## [Try it]
Every record must be retyped as it stands.

--*--

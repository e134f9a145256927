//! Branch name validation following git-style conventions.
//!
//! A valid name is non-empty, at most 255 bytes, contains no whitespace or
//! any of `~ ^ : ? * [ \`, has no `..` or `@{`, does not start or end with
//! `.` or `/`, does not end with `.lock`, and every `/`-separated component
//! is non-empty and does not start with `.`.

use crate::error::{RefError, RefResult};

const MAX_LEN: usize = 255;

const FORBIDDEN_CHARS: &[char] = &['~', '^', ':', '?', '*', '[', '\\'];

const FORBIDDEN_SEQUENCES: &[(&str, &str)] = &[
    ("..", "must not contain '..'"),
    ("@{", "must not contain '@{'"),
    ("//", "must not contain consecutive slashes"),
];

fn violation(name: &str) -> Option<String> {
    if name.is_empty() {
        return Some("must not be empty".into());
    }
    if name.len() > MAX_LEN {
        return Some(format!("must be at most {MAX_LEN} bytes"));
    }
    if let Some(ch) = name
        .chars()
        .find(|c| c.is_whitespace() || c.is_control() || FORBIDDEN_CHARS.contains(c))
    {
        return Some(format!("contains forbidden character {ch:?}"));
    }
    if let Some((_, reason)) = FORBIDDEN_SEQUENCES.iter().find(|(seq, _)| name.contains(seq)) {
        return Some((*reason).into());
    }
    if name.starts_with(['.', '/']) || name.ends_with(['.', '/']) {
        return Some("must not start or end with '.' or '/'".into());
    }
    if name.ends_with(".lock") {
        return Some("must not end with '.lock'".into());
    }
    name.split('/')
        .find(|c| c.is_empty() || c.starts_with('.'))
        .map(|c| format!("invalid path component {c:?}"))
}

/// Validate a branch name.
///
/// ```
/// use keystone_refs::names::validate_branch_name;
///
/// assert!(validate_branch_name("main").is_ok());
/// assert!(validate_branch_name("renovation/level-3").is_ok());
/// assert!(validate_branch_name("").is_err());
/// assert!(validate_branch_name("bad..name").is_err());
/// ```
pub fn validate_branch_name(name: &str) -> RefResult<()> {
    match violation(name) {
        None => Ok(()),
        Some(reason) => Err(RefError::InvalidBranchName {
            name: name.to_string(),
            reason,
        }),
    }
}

--*--

## [Result for this task]
repository e134f9a145256927
//! Branch name validation following git-style conventions.
//!
//! A valid name is non-empty, at most 255 bytes, contains no whitespace or
//! any of `~ ^ : ? * [ \`, has no `..` or `@{`, does not start or end with
//! `.` or `/`, does not end with `.lock`, and every `/`-separated component
//! is non-empty and does not start with `.`.

use crate::error::{RefError, RefResult};

const MAX_LEN: usize = 255;

const FORBIDDEN_CHARS: &[char] = &['~', '^', ':', '?', '*', '[', '\\'];

const FORBIDDEN_SEQUENCES: &[(&str, &str)] = &[
    ("..", "must not contain '..'"),
    ("@{", "must not contain '@{'"),
    ("//", "must not contain consecutive slashes"),
];

fn violation(name: &str) -> Option<String> {
    if name.is_empty() {
        return Some("must not be empty".into());
    }
    if name.len() > MAX_LEN {
        return Some(format!("must be at most {MAX_LEN} bytes"));
    }
    if let Some(ch) = name
        .chars()
        .find(|c| c.is_whitespace() || c.is_control() || FORBIDDEN_CHARS.contains(c))
    {
        return Some(format!("contains forbidden character {ch:?}"));
    }
    if let Some((_, reason)) = FORBIDDEN_SEQUENCES.iter().find(|(seq, _)| name.contains(seq)) {
        return Some((*reason).into());
    }
    if name.starts_with(['.', '/']) || name.ends_with(['.', '/']) {
        return Some("must not start or end with '.' or '/'".into());
    }
    if name.ends_with(".lock") {
        return Some("must not end with '.lock'".into());
    }
    name.split('/')
        .find(|c| c.is_empty() || c.starts_with('.'))
        .map(|c| format!("invalid path component {c:?}"))
}

/// Validate a branch name.
///
/// ```
/// use keystone_refs::names::validate_branch_name;
///
/// assert!(validate_branch_name("main").is_ok());
/// assert!(validate_branch_name("renovation/level-3").is_ok());
/// assert!(validate_branch_name("").is_err());
/// assert!(validate_branch_name("bad..name").is_err());
/// ```
pub fn validate_branch_name(name: &str) -> RefResult<()> {
    match violation(name) {
        None => Ok(()),
        Some(reason) => Err(RefError::InvalidBranchName {
            name: name.to_string(),
            reason,
        }),
    }
}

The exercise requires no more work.